* _WORK ITEM_
Scan the records beneath this line for the line holding "groups.sort_by(|a, b| a.group_id.cmp(&b.group_id));" and the line holding "status_as_str(m.status) == s))", then transcribe exactly those two and all lines between.

* _GIVEN RECORDS_
►

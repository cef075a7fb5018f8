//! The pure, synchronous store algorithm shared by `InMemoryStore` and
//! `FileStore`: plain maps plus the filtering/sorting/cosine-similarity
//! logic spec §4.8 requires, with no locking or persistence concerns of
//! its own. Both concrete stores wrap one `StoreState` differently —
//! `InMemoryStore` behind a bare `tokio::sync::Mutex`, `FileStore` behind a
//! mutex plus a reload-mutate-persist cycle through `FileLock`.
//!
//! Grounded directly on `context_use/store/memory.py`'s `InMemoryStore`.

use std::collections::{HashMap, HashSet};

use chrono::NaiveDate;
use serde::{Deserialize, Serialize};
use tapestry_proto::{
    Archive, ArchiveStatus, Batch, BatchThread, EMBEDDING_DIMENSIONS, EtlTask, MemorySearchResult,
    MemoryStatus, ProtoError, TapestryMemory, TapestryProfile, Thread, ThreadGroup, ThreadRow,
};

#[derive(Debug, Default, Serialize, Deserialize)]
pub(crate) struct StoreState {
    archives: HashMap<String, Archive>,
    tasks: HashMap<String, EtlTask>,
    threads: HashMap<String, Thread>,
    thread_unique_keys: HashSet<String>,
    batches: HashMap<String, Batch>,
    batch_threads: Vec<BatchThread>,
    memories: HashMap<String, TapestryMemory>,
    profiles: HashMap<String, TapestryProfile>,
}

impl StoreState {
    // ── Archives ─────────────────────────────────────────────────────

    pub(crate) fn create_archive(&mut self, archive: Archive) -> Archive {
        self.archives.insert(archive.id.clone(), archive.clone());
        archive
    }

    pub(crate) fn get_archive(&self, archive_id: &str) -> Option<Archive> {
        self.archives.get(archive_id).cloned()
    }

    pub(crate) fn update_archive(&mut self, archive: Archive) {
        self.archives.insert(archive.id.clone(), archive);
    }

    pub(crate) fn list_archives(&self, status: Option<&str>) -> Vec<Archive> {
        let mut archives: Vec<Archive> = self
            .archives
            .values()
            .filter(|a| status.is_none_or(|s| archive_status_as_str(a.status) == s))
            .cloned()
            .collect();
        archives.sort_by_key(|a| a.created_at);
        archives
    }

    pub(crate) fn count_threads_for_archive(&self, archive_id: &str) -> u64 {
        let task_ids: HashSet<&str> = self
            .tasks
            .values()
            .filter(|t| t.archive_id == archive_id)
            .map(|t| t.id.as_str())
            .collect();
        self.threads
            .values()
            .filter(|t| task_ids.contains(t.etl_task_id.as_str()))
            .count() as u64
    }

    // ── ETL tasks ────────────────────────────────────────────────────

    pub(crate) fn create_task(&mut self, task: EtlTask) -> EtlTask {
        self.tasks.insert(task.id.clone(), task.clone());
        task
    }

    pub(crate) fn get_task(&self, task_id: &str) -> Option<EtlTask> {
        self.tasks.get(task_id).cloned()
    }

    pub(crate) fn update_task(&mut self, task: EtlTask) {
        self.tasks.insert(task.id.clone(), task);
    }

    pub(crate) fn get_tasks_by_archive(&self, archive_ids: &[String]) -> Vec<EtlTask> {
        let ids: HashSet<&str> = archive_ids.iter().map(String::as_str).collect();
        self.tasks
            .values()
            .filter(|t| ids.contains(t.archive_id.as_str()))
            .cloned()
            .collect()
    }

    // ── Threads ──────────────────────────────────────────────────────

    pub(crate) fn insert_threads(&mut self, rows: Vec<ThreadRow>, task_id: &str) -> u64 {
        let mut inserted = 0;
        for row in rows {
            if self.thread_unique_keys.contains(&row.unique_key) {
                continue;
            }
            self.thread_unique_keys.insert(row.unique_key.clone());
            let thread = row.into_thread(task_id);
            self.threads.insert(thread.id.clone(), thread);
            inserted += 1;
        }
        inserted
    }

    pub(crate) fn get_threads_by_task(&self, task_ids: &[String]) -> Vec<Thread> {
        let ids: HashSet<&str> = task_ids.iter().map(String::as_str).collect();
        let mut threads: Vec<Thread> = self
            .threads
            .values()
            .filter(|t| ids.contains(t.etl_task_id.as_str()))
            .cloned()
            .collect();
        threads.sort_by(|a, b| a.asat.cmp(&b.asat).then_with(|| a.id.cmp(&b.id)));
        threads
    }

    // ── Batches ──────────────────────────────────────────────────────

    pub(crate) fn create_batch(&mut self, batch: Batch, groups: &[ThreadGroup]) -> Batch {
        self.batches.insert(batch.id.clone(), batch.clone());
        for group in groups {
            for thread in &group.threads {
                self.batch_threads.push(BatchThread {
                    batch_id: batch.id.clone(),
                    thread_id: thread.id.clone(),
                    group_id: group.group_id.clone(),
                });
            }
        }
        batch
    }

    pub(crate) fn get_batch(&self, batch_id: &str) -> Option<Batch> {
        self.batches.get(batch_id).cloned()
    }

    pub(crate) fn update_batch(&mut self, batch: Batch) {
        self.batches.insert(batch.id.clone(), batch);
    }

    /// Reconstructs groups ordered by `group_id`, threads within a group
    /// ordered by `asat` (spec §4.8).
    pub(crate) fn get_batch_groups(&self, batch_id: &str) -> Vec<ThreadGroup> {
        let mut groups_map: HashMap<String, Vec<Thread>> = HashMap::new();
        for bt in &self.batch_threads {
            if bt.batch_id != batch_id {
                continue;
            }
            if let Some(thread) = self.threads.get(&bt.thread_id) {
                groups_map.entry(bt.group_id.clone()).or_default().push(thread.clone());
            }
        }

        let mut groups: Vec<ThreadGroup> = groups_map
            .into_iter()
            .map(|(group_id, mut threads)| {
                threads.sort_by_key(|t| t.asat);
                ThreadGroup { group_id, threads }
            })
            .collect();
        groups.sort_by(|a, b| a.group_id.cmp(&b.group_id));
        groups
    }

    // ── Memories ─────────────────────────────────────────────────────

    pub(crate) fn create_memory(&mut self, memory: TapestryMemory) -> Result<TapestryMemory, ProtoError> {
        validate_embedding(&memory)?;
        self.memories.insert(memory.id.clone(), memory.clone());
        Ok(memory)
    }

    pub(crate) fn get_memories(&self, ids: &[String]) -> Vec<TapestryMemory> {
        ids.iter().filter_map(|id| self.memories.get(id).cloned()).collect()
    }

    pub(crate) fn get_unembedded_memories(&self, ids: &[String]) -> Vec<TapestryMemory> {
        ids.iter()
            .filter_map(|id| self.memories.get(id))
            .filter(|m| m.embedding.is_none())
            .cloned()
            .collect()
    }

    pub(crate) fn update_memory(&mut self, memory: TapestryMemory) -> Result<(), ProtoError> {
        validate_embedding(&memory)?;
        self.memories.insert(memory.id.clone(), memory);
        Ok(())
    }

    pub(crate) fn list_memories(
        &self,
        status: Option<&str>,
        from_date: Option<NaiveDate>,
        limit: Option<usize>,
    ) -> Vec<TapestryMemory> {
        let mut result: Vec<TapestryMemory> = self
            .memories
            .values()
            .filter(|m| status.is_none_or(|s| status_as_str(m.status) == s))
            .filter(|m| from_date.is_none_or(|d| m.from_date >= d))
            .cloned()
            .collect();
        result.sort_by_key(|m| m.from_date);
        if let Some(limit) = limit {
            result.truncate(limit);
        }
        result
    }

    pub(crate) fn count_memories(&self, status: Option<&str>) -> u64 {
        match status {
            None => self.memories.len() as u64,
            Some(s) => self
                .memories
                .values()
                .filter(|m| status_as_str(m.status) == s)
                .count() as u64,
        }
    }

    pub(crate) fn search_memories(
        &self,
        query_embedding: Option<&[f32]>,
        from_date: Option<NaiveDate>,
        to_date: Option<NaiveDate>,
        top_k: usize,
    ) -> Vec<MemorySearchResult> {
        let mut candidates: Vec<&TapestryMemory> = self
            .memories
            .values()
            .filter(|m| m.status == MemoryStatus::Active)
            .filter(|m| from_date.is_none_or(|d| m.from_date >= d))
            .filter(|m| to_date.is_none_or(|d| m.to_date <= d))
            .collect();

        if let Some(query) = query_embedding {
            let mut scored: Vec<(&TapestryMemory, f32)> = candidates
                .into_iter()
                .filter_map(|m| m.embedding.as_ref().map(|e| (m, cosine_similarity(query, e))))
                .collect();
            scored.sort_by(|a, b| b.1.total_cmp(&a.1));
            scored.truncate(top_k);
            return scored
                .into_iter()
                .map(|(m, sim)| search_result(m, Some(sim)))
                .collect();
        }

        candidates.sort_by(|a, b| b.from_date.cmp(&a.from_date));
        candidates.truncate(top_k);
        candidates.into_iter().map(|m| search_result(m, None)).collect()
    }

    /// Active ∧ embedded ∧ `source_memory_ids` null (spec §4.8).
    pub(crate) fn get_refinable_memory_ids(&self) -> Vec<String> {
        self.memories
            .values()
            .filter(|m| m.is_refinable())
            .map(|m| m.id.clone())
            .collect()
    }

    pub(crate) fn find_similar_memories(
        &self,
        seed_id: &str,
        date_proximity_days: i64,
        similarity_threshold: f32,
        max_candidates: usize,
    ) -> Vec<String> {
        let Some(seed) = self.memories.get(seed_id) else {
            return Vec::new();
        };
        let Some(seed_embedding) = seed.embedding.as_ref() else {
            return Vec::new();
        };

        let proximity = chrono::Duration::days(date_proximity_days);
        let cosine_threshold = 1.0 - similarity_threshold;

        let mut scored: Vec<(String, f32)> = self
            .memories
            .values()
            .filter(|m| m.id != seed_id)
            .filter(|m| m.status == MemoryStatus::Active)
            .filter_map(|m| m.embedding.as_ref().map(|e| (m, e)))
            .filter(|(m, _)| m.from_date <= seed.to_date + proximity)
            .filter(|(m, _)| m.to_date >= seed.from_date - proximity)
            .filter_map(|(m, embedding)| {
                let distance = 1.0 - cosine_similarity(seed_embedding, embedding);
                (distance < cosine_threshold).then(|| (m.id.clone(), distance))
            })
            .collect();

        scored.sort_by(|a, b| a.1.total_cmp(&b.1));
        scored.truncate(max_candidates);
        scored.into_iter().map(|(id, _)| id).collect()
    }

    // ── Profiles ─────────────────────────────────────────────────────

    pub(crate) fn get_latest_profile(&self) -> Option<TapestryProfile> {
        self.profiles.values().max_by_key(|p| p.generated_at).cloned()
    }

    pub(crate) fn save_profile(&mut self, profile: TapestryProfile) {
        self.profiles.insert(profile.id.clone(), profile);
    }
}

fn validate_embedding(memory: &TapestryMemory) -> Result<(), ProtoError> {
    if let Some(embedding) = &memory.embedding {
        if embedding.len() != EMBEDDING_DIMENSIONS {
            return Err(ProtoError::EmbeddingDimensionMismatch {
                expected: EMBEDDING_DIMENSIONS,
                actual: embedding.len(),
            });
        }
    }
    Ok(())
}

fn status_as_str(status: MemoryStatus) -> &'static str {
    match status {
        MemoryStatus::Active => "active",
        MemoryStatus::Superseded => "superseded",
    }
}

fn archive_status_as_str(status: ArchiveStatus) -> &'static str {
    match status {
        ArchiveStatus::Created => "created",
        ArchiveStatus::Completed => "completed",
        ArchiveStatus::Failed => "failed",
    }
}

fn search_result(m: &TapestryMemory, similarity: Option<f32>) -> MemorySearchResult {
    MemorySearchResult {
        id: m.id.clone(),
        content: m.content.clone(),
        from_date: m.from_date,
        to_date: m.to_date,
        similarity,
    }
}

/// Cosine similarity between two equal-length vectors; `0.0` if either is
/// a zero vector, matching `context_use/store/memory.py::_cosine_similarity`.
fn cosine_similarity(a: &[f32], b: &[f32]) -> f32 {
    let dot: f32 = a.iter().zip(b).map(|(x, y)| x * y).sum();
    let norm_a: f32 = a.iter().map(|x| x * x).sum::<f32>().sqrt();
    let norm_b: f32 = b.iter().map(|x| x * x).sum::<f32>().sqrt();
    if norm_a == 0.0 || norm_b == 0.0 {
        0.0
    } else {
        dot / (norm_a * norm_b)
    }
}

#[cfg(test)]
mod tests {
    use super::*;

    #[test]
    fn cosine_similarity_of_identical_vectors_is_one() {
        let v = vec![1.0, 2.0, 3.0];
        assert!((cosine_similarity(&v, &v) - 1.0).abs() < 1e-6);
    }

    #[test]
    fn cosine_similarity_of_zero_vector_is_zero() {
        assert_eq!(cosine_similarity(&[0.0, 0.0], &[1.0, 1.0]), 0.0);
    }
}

◄
►

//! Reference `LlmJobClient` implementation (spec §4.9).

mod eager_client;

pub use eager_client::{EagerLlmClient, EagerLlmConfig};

◄
►

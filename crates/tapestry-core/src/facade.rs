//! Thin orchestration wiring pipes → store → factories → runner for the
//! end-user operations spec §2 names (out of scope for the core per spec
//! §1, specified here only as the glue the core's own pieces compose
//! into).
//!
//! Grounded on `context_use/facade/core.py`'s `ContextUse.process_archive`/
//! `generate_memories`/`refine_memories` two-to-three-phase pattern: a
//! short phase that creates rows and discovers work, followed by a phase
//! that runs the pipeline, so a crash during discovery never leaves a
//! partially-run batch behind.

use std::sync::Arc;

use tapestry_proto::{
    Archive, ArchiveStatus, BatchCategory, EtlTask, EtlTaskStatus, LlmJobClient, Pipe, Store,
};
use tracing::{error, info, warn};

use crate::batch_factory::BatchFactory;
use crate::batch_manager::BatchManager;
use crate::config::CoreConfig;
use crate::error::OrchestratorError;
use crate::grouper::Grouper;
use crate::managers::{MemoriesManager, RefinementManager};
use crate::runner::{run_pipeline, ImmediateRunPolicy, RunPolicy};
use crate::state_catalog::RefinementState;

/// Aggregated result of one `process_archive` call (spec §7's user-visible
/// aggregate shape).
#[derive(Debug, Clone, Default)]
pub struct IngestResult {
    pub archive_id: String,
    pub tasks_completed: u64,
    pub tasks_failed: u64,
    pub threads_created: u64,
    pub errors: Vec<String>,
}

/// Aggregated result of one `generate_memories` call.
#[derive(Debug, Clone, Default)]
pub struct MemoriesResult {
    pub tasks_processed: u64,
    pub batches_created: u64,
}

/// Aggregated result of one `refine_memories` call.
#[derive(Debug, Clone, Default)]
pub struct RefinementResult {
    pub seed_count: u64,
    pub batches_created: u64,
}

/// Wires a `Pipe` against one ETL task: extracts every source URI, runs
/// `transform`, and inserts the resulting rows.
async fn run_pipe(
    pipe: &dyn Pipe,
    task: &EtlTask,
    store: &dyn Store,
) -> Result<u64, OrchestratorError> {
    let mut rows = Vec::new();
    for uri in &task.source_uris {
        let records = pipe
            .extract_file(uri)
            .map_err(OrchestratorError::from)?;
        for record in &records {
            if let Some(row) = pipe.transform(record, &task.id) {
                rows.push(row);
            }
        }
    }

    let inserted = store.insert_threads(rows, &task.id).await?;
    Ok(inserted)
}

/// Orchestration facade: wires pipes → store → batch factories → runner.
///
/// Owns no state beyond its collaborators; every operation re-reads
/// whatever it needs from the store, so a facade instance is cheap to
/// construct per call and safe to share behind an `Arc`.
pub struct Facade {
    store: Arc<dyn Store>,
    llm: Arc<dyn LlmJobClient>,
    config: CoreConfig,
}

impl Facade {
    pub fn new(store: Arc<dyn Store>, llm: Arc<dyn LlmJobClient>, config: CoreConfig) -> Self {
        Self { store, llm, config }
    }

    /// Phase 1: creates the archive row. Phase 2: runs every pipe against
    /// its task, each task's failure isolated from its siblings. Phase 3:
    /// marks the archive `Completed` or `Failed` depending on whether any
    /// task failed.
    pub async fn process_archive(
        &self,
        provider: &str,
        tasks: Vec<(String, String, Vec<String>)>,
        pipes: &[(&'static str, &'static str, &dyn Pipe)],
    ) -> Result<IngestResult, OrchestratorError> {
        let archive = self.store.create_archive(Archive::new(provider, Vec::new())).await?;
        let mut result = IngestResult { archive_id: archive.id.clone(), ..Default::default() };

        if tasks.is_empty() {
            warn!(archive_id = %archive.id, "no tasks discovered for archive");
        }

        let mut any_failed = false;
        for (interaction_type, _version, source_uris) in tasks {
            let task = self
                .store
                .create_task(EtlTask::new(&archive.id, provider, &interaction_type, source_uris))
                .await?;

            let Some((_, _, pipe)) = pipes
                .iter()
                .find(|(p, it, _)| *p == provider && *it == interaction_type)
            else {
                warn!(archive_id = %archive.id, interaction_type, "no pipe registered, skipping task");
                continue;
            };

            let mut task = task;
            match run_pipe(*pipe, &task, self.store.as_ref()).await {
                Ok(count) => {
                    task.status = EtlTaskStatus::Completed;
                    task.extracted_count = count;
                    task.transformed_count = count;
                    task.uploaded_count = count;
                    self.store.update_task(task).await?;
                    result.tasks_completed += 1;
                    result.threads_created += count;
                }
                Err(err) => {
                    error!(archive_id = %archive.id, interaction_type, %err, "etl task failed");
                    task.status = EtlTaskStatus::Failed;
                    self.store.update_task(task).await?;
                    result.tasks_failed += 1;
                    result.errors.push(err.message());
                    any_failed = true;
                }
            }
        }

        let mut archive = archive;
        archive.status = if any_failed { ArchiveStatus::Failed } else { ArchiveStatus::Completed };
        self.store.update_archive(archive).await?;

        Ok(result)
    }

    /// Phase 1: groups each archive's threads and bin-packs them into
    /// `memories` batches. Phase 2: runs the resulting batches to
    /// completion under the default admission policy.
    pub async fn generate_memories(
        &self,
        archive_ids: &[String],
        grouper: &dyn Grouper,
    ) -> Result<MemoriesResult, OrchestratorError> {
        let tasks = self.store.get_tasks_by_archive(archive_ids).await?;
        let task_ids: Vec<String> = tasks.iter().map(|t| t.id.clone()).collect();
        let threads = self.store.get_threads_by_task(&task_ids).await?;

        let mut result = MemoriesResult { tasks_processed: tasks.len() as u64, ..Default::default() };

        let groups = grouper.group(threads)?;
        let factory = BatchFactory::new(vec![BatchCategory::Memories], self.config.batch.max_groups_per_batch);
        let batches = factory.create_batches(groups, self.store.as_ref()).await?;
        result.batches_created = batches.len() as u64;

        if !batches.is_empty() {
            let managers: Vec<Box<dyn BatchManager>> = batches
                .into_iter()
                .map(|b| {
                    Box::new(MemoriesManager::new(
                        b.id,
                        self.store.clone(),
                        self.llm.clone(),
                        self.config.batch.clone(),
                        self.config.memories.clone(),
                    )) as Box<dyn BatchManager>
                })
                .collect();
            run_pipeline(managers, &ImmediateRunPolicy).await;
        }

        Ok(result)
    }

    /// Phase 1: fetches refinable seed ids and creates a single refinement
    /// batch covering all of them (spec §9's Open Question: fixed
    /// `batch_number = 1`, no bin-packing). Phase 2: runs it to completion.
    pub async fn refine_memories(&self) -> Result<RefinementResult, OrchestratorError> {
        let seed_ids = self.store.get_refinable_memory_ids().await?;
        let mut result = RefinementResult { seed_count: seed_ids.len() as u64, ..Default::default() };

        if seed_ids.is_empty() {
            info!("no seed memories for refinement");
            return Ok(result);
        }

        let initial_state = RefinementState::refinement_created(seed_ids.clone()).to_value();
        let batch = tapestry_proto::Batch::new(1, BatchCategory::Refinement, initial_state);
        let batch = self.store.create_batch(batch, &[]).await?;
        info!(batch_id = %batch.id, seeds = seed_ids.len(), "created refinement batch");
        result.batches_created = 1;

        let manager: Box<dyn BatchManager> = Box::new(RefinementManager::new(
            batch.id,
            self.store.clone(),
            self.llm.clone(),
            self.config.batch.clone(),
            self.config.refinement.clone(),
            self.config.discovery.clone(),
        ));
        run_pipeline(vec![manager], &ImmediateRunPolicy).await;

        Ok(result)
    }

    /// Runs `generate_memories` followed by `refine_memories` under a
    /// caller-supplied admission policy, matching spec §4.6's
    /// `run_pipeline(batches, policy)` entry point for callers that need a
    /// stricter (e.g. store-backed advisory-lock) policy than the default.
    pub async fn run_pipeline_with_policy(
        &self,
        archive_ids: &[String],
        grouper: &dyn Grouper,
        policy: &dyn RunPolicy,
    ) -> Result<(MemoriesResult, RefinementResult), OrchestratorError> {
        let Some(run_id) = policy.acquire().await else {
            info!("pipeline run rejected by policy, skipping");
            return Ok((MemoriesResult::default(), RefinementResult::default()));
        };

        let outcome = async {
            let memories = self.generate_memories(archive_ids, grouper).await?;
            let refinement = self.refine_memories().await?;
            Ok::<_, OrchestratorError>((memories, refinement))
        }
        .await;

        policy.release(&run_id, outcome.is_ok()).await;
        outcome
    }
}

◄

* _FINISHED EXERCISE_
        groups.sort_by(|a, b| a.group_id.cmp(&b.group_id));
        groups
    }

    // ── Memories ─────────────────────────────────────────────────────

    pub(crate) fn create_memory(&mut self, memory: TapestryMemory) -> Result<TapestryMemory, ProtoError> {
        validate_embedding(&memory)?;
        self.memories.insert(memory.id.clone(), memory.clone());
        Ok(memory)
    }

    pub(crate) fn get_memories(&self, ids: &[String]) -> Vec<TapestryMemory> {
        ids.iter().filter_map(|id| self.memories.get(id).cloned()).collect()
    }

    pub(crate) fn get_unembedded_memories(&self, ids: &[String]) -> Vec<TapestryMemory> {
        ids.iter()
            .filter_map(|id| self.memories.get(id))
            .filter(|m| m.embedding.is_none())
            .cloned()
            .collect()
    }

    pub(crate) fn update_memory(&mut self, memory: TapestryMemory) -> Result<(), ProtoError> {
        validate_embedding(&memory)?;
        self.memories.insert(memory.id.clone(), memory);
        Ok(())
    }

    pub(crate) fn list_memories(
        &self,
        status: Option<&str>,
        from_date: Option<NaiveDate>,
        limit: Option<usize>,
    ) -> Vec<TapestryMemory> {
        let mut result: Vec<TapestryMemory> = self
            .memories
            .values()
            .filter(|m| status.is_none_or(|s| status_as_str(m.status) == s))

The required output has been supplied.